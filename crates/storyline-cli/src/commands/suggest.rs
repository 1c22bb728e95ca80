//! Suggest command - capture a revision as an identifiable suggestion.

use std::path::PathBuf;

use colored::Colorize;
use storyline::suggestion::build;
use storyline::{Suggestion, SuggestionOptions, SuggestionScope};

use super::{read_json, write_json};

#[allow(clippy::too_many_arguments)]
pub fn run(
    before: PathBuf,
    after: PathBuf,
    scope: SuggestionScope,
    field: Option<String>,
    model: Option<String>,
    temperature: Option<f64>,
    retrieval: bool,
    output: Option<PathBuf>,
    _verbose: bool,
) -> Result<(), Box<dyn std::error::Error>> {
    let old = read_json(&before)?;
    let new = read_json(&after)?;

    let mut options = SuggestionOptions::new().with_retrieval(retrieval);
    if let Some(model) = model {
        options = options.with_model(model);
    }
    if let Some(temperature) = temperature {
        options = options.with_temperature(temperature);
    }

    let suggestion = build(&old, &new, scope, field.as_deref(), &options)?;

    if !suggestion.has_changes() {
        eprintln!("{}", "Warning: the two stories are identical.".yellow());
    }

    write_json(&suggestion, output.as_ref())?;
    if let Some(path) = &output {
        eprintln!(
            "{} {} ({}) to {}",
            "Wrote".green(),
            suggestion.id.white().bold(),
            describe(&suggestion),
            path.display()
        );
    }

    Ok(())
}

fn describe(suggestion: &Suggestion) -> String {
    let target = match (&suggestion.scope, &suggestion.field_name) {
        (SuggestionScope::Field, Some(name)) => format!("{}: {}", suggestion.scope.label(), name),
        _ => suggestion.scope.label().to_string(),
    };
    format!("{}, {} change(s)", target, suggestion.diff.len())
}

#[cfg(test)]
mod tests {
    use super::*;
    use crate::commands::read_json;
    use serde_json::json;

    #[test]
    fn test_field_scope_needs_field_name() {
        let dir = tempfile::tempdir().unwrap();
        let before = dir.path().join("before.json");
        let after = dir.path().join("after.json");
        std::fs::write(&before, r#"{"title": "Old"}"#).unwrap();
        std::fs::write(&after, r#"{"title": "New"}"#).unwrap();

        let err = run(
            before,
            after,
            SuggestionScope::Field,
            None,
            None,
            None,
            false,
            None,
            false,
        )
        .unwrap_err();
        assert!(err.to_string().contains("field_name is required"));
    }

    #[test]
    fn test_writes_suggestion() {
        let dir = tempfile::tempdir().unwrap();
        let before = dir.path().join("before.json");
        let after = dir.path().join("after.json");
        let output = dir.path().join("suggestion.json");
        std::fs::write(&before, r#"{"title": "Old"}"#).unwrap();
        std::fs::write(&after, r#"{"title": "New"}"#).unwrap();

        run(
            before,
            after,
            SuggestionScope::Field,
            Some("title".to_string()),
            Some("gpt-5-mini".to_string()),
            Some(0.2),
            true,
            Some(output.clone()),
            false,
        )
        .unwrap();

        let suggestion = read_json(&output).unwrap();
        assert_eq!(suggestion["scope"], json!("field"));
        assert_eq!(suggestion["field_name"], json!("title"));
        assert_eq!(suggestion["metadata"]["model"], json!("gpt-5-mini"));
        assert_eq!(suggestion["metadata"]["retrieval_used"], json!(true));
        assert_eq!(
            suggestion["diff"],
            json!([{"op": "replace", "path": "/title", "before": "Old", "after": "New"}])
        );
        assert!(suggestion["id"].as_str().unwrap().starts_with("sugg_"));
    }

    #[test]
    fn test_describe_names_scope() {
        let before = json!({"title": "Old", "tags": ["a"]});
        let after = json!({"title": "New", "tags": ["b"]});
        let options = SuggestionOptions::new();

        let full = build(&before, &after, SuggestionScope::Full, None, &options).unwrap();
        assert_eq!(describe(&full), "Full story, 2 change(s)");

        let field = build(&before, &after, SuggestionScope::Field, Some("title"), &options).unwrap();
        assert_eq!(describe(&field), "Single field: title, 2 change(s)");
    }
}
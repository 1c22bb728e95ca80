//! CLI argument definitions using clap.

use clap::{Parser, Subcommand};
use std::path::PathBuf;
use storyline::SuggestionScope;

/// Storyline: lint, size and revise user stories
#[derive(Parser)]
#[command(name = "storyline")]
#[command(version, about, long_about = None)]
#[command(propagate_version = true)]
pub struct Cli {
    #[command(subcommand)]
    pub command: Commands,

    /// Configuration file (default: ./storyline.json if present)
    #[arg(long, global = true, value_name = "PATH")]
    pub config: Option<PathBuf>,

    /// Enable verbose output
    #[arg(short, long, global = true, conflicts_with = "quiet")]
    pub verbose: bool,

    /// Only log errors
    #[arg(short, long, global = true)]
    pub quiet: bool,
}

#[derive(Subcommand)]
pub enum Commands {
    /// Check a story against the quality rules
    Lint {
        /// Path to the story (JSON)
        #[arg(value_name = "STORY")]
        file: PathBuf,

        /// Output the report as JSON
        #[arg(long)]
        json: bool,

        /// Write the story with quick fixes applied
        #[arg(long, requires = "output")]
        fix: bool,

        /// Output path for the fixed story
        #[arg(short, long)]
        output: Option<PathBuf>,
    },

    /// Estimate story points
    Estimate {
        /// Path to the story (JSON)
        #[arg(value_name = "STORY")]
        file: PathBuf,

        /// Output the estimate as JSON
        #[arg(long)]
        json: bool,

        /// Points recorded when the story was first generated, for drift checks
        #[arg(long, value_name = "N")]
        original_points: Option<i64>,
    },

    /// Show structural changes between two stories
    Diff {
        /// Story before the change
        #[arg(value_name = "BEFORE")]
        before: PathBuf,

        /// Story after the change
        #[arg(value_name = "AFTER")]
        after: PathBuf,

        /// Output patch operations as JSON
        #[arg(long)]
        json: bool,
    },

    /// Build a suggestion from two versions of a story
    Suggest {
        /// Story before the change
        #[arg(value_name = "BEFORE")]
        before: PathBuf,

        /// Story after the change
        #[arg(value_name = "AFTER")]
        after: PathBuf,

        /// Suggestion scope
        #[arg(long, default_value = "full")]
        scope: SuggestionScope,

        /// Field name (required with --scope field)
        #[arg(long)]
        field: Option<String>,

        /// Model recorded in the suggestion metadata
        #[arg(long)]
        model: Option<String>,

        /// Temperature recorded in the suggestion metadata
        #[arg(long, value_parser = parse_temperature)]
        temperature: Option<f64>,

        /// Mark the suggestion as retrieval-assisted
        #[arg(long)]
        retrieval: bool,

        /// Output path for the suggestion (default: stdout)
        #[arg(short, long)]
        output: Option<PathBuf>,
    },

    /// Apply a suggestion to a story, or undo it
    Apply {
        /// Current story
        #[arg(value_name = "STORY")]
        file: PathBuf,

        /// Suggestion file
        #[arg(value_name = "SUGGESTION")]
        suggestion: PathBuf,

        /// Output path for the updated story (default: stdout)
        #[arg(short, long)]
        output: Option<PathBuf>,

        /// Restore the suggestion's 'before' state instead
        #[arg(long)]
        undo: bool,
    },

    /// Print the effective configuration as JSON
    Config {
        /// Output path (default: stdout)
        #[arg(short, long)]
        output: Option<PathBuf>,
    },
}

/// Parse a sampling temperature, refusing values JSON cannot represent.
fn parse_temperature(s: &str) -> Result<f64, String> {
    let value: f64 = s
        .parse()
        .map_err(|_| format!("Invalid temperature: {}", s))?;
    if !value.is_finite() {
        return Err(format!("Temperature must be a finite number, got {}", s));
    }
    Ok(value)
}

• Required work
If a line in the data holds the string "stories", copy that line.

• Answer section
        eprintln!("{}", "Warning: the two stories are identical.".yellow());
/// Storyline: lint, size and revise user stories
    /// Show structural changes between two stories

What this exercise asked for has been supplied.